A Denver charter high school focused on hands-on learning will close at the end of this school year after it did not enroll enough students to continue operating.
The board of directors of The CUBE High School voted Monday to close the 2-year-old school, which currently serves 142 ninth- and 10th-graders.
Denver schools are funded per pupil. Although The CUBE was able to attract financial donors, founder Bret Poppleton said the school’s low enrollment, coupled with rent expenses, proved too much to overcome. Unlike some Denver charters, The CUBE was not located in a building owned by the school district. Instead, it was renting space in a Boys & Girls Club.
“We’ve put our lives into this place, truly, and this is a situation where we’ve built something really, really cool,” he said. “This isn’t a situation of, ‘We have to close because things are bad.’ We have to close because there are these things that are insurmountable.”
Enrollment is a challenge districtwide. Whereas Denver was once the fastest-growing urban district in the country, the student population has begun to decline. The decrease is due in large part to declining birth rates and rising housing prices that push families out of the city. COVID-19 also played a role this year, as districts across Colorado saw their enrollment drop.
In the past three years, six other Denver charter schools have cited low enrollment in their decisions to close. They include Venture Prep High School, STRIVE Prep Excel, DSST Henry Middle School, Roots Elementary School, The Boys School of Denver, and the middle school at Wyatt Academy, which transformed Wyatt from a K-8 to an elementary school.
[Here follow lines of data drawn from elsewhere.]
#[async_trait]
impl McpTool for PlanPrepTool {
    fn name(&self) -> &'static str {
        "plan_prep"
    }

    fn description(&self) -> &'static str {
        "Add a prep task (chopping, marinating, batch cooking) to a week, optionally tied to a project."
    }

    fn input_schema(&self) -> JsonSchema {
        JsonSchema::empty()
            .required_property("week_id", PropertySchema::string("Week ID"))
            .required_property("description", PropertySchema::string("What to prep"))
            .property("day", PropertySchema::string_enum("Day of the week", &DAY_VALUES))
            .property("project_id", PropertySchema::string("Related project ID"))
    }

    async fn execute(&self, args: Value, ctx: &ToolExecutionContext) -> AppResult<ToolResult> {
        let params: PlanPrepParams = parse_args(self.name(), args)?;
        let week = require_week(ctx, &params.week_id).await?;
        let project_id = params
            .project_id
            .as_deref()
            .map(|id| parse_id("project_id", id))
            .transpose()?;

        let request = CreatePrepRequest {
            week_id: week.id,
            project_id,
            description: params.description,
            day: parse_day(params.day.as_deref())?,
            completed: false,
        };
        let prep = ctx.database.preps().create(&request).await?;
        ToolResult::with_data(format!("Planned prep {}", prep.summary()), &prep)
    }
}

// ============================================================================
// AddShoppingItemTool
// ============================================================================

#[derive(Debug, Deserialize)]
struct AddShoppingItemParams {
    week_id: String,
    item: String,
    #[serde(default)]
    quantity: Option<String>,
    #[serde(default)]
    store: Option<String>,
}

/// Add an item to a week's shopping list
pub struct AddShoppingItemTool;

#[async_trait]
impl McpTool for AddShoppingItemTool {
    fn name(&self) -> &'static str {
        "add_shopping_item"
    }

    fn description(&self) -> &'static str {
        "Add an item to a week's shopping list."
    }

    fn input_schema(&self) -> JsonSchema {
        JsonSchema::empty()
            .required_property("week_id", PropertySchema::string("Week ID"))
            .required_property("item", PropertySchema::string("Item to buy"))
            .property("quantity", PropertySchema::string("Amount, e.g. '2 lb'"))
            .property("store", PropertySchema::string("Where to buy it"))
    }

    async fn execute(&self, args: Value, ctx: &ToolExecutionContext) -> AppResult<ToolResult> {
        let params: AddShoppingItemParams = parse_args(self.name(), args)?;
        let week = require_week(ctx, &params.week_id).await?;
        let request = CreateShopRequest {
            week_id: week.id,
            item: params.item,
            quantity: params.quantity,
            store: params.store,
            purchased: false,
        };
        let shop = ctx.database.shops().create(&request).await?;
        ToolResult::with_data(format!("Added {}", shop.summary()), &shop)
    }
}

// ============================================================================
// ListProjectsTool
// ============================================================================

#[derive(Debug, Default, Deserialize)]
struct ListProjectsParams {
    #[serde(default)]
    status: Option<ProjectStatus>,
}

/// List prep projects
pub struct ListProjectsTool;

#[async_trait]
impl McpTool for ListProjectsTool {
    fn name(&self) -> &'static str {
        "list_projects"
    }

    fn description(&self) -> &'static str {
        "List kitchen projects (ferments, stocks, batch prep), optionally by status."
    }

    fn input_schema(&self) -> JsonSchema {
        JsonSchema::empty().property(
            "status",
            PropertySchema::string_enum("Project status", &["planned", "active", "done"]),
        )
    }

    async fn execute(&self, args: Value, ctx: &ToolExecutionContext) -> AppResult<ToolResult> {
        let params: ListProjectsParams = parse_args(self.name(), args)?;
        let projects = ctx.database.projects().list(params.status, None).await?;
        ToolResult::with_data(summarize_list(&projects, "No projects found."), &projects)
    }
}

// ============================================================================
// UpdateStartingStatusTool
// ============================================================================

#[derive(Debug, Deserialize)]
struct StartingStatusParams {
    week_id: String,
    #[serde(default)]
    inventory: Option<Vec<String>>,
    #[serde(default)]
    notes: Option<String>,
}

/// Record what is already on hand at the start of a week
pub struct UpdateStartingStatusTool;

#[async_trait]
impl McpTool for UpdateStartingStatusTool {
    fn name(&self) -> &'static str {
        "update_starting_status"
    }

    fn description(&self) -> &'static str {
        "Record what is already in the fridge and pantry at the start of a week. \
         Replaces the inventory list when given; omitted fields are kept."
    }

    fn input_schema(&self) -> JsonSchema {
        JsonSchema::empty()
            .required_property("week_id", PropertySchema::string("Week ID"))
            .property("inventory", PropertySchema::string_array("Items on hand"))
            .property("notes", PropertySchema::string("Notes"))
    }

    async fn execute(&self, args: Value, ctx: &ToolExecutionContext) -> AppResult<ToolResult> {
        let params: StartingStatusParams = parse_args(self.name(), args)?;
        let week = require_week(ctx, &params.week_id).await?;
        let request = UpsertStartingStatusRequest {
            inventory: params.inventory,
            notes: params.notes,
        };
        let status = ctx
            .database
            .starting_status()
            .upsert_for_week(&week.id.to_string(), &request)
            .await?;
        ToolResult::with_data(
            format!("Week {} of {}: {}", week.week_number, week.year, status.summary()),
            &status,
        )
    }
}

/// All Sgt Chef tools in registry order
#[must_use]
pub fn create_chef_tools() -> Vec<Box<dyn McpTool>> {
    vec![
        Box::new(GetCurrentWeekTool),
        Box::new(GetWeekPlanTool),
        Box::new(ListRecipesTool),
        Box::new(GetRecipeTool),
        Box::new(CreateRecipeTool),
        Box::new(PlanCookTool),
        Box::new(PlanPrepTool),
        Box::new(AddShoppingItemTool),
        Box::new(ListProjectsTool),
        Box::new(UpdateStartingStatusTool),
    ]
}

#[cfg(test)]
#[allow(clippy::unwrap_used)]
mod tests {
    use super::*;

    #[test]
    fn test_parse_day() {
        assert_eq!(parse_day(Some("Fri")).unwrap(), Some(DayOfWeek::Friday));
        assert_eq!(parse_day(None).unwrap(), None);
        assert_eq!(parse_day(Some("  ")).unwrap(), None);
        assert!(parse_day(Some("someday")).is_err());
    }

    #[test]
    fn test_parse_id_rejects_garbage() {
        assert!(parse_id("project_id", "nope").is_err());
        assert!(parse_id("project_id", &Uuid::new_v4().to_string()).is_ok());
    }
}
The CUBE opened in fall 2019 in northeast Denver. The idea for the school was unique. Instead of offering classes like history or physics, the school has courses called The History of Rap or Smart Rockets that are “mashups” of two or more academic subjects.
The CUBE splits the school year into five six-week blocks. In between each block is a chance for students to learn in the community. In the past two years, Poppleton said students have done behind-the-scenes tours at the science museum and collaborated with a professional writers workshop to write their own poetry, for example. The CUBE also incorporated technology into its lessons; the school has its own laser cutter and virtual reality setup.
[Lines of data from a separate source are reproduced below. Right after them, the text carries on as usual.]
// ABOUTME: System prompts for the Sgt Chef cooking assistant and the accountability coach
// ABOUTME: Prompts embed today's date and the relevant calendar period
//
// SPDX-License-Identifier: MIT OR Apache-2.0
// Copyright (c) 2025 Pierre Fitness Intelligence

use chrono::NaiveDate;

use crate::calendar::{iso_week_of, InstanceKey};

/// System prompt for Sgt Chef; the planning week is the ISO week of `today`
#[must_use]
pub fn chef_system_prompt(today: NaiveDate) -> String {
    let (year, week_number) = iso_week_of(today);
    format!(
        "You are Sgt Chef, a no-nonsense but warm kitchen drill sergeant who helps plan \
meals, manage recipes and keep the shopping list honest.\n\
\n\
Today is {today} ({weekday}). The current planning week is week {week_number} of {year}.\n\
\n\
Guidelines:\n\
- Use the tools to read and change the plan. Never invent recipes, weeks or IDs; \
look them up first.\n\
- When planning meals, call get_current_week or get_week_plan to find the week ID, \
then plan_cook / plan_prep / add_shopping_item.\n\
- Prefer linking cooks to saved recipes. Save new recipes with create_recipe when \
the user asks for one.\n\
- Keep answers short and practical. Use bullet lists for plans and shopping lists.\n\
- If a tool returns an error, explain what went wrong and what you need from the user.",
        weekday = today.format("%A"),
    )
}

/// System prompt for the accountability coach bound to one instance
#[must_use]
pub fn coach_system_prompt(instance: &InstanceKey, today: NaiveDate) -> String {
    let start = instance.start_date;
    let end = instance.end_date();
    format!(
        "You are an accountability coach. You help the user stick to their habits, \
meals, workouts and weight goals with encouragement and honest follow-up.\n\
\n\
Today is {today}. This conversation is about {label} (instance `{key}`, \
{start} to {end}).\n\
\n\
Guidelines:\n\
- Call get_session and list_logs before summarizing progress.\n\
- Record what the user reports: use create_log for habits, meals and workouts, \
and record_weight for weigh-ins.\n\
- Always pass the instance `{key}` unless the user clearly means another period.\n\
- Be brief. Celebrate wins, name misses without judgment, and end with one \
concrete next step.",
        label = instance.label(),
        key = instance,
    )
}

#[cfg(test)]
#[allow(clippy::unwrap_used)]
mod tests {
    use super::*;

    #[test]
    fn test_chef_prompt_mentions_week() {
        let today = NaiveDate::from_ymd_opt(2026, 2, 18).unwrap();
        let prompt = chef_system_prompt(today);
        assert!(prompt.contains("week 8 of 2026"));
        assert!(prompt.contains("Wednesday"));
    }

    #[test]
    fn test_chef_prompt_week_follows_date_across_week_boundary() {
        let sunday = NaiveDate::from_ymd_opt(2026, 2, 22).unwrap();
        let prompt = chef_system_prompt(sunday);
        assert!(prompt.contains("Today is 2026-02-22 (Sunday)"));
        assert!(prompt.contains("week 8 of 2026"));

        let monday = sunday.succ_opt().unwrap();
        let prompt = chef_system_prompt(monday);
        assert!(prompt.contains("Today is 2026-02-23 (Monday)"));
        assert!(prompt.contains("week 9 of 2026"));
    }

    #[test]
    fn test_chef_prompt_uses_iso_year_at_new_year() {
        // 2027-01-01 is a Friday in ISO week 53 of 2026
        let today = NaiveDate::from_ymd_opt(2027, 1, 1).unwrap();
        let prompt = chef_system_prompt(today);
        assert!(prompt.contains("week 53 of 2026"));
    }

    #[test]
    fn test_coach_prompt_mentions_instance() {
        let key: InstanceKey = "week202608".parse().unwrap();
        let today = NaiveDate::from_ymd_opt(2026, 2, 18).unwrap();
        let prompt = coach_system_prompt(&key, today);
        assert!(prompt.contains("`week202608`"));
        assert!(prompt.contains("2026-02-16 to 2026-02-22"));
    }
}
“Students rarely learn at our school sitting at tables or desks,” Poppleton said.
As a charter school, The CUBE was tasked with enticing students to enroll through the district’s choice process; no Denver students were automatically assigned to attend. This year, 48 students listed The CUBE as their first-choice school for next year, Poppleton said. That was fewer than last year, and short of the school’s goal of 75 first-choice listings.
Poppleton said he doesn’t know why The CUBE struggled with enrollment.
“All these people keep telling us, ‘That’s an amazing school and an amazing model and we should send our kid there,’ and we don’t get kids to sign up,” he said.
But he thinks that not having a permanent facility was a contributing factor. The CUBE would have liked to open in a district-owned building, but it was not offered any space, he said. A district policy allocates facility space based partly on enrollment demand. With declining enrollment in most parts of the city, the district has hesitated to make space available.
Part of the reasoning to close this spring, rather than wait another year to see if the situation improved, was to ensure CUBE sophomores could transfer to another school for both their junior and senior years, rather than just their senior year, Poppleton said.
“Through every decision, we’ve tried to keep what is best for families at the top of our hearts and the top of our minds,” Poppleton said.